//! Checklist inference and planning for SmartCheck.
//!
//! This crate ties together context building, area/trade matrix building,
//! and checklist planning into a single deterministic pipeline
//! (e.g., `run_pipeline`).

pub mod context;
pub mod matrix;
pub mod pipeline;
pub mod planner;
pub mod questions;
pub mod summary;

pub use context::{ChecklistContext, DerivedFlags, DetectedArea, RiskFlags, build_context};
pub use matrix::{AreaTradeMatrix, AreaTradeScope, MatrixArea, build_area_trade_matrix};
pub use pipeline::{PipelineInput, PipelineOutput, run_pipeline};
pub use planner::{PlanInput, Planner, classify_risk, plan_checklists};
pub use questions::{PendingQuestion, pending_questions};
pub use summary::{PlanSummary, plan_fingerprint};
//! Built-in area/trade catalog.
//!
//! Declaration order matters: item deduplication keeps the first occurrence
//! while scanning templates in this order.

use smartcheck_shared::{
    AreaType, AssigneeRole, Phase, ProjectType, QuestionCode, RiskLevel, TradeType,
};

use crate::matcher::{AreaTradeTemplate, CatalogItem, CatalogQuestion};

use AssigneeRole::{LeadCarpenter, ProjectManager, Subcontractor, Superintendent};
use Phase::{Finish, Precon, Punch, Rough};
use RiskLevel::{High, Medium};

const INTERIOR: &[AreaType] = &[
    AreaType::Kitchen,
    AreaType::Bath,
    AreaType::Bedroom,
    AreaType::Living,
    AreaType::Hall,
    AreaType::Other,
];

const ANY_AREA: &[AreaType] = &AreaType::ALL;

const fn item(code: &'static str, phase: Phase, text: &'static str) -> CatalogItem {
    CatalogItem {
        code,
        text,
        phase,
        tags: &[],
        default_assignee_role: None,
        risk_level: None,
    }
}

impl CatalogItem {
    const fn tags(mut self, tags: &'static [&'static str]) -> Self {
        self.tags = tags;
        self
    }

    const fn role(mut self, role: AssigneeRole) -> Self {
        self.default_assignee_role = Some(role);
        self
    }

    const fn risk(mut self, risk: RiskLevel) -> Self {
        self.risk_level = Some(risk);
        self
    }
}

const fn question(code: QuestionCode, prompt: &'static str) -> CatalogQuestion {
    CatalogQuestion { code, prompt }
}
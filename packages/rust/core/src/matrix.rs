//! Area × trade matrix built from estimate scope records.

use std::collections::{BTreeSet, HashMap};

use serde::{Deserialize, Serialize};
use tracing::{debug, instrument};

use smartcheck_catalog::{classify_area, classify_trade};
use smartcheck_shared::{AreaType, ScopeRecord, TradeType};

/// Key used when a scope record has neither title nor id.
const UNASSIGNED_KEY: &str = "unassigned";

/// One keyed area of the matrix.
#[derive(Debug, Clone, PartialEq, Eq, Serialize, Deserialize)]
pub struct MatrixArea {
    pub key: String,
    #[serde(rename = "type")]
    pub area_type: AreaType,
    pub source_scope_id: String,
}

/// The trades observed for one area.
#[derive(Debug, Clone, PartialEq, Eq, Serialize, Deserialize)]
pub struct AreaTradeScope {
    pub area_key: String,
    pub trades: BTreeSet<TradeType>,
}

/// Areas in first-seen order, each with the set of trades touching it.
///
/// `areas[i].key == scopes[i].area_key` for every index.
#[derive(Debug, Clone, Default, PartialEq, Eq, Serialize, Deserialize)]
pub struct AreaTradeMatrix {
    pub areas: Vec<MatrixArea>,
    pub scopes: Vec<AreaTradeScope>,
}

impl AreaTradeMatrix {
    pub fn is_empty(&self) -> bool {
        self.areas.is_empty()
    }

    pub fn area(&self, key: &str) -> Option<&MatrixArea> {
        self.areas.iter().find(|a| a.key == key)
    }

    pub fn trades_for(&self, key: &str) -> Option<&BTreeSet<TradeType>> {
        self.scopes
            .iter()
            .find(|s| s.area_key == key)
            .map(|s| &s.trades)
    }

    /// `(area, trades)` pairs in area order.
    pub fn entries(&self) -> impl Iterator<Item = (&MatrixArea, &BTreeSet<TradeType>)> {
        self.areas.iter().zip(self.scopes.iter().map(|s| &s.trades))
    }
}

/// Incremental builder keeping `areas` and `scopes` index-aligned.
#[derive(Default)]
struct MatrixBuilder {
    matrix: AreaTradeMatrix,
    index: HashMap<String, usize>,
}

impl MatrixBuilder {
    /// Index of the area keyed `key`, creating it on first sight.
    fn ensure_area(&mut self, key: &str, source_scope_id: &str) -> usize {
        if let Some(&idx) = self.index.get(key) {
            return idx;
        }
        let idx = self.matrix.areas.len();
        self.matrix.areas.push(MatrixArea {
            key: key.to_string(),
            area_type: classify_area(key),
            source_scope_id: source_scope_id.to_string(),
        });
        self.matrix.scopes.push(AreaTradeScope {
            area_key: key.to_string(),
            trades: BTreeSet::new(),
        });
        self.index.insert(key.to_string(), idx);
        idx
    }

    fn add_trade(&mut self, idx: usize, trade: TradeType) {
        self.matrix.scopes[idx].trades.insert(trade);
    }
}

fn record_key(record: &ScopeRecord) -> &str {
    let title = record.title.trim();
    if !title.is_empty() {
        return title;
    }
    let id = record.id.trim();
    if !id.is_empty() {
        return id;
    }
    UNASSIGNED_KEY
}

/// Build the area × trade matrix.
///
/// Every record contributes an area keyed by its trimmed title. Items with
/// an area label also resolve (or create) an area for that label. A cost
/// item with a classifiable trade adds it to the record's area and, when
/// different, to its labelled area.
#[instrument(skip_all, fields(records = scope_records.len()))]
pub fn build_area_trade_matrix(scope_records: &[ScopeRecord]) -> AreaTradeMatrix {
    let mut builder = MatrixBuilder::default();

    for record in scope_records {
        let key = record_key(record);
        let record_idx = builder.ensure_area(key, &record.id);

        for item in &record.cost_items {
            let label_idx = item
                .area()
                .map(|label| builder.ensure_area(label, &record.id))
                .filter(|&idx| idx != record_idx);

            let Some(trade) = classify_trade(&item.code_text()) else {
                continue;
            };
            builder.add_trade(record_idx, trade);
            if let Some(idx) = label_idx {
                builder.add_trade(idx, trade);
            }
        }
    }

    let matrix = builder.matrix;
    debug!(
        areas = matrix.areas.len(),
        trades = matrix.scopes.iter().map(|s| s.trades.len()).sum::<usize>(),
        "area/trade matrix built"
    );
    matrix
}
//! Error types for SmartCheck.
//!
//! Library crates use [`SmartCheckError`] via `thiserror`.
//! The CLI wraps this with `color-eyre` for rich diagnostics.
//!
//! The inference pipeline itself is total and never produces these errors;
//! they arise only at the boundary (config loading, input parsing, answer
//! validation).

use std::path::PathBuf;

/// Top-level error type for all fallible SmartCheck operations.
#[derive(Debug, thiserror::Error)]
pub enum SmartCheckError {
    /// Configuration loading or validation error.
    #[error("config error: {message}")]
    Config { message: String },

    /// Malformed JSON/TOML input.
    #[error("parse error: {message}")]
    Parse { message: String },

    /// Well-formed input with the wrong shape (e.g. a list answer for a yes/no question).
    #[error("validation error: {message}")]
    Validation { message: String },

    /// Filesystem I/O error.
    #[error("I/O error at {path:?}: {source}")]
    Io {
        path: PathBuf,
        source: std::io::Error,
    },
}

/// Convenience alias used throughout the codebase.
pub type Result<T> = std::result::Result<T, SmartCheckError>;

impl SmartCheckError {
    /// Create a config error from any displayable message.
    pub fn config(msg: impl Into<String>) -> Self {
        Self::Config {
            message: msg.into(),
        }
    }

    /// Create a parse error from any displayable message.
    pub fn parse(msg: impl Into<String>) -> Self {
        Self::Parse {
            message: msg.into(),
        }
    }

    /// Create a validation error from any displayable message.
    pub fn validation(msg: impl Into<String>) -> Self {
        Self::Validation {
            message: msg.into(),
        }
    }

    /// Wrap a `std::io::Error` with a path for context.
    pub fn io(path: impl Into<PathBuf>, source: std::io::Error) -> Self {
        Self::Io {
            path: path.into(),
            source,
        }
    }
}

════════════════

- **To do**
Lines of the material that contain the word "MatrixBuilder" are to be gathered.

- **Reply**
struct MatrixBuilder {
impl MatrixBuilder {
    let mut builder = MatrixBuilder::default();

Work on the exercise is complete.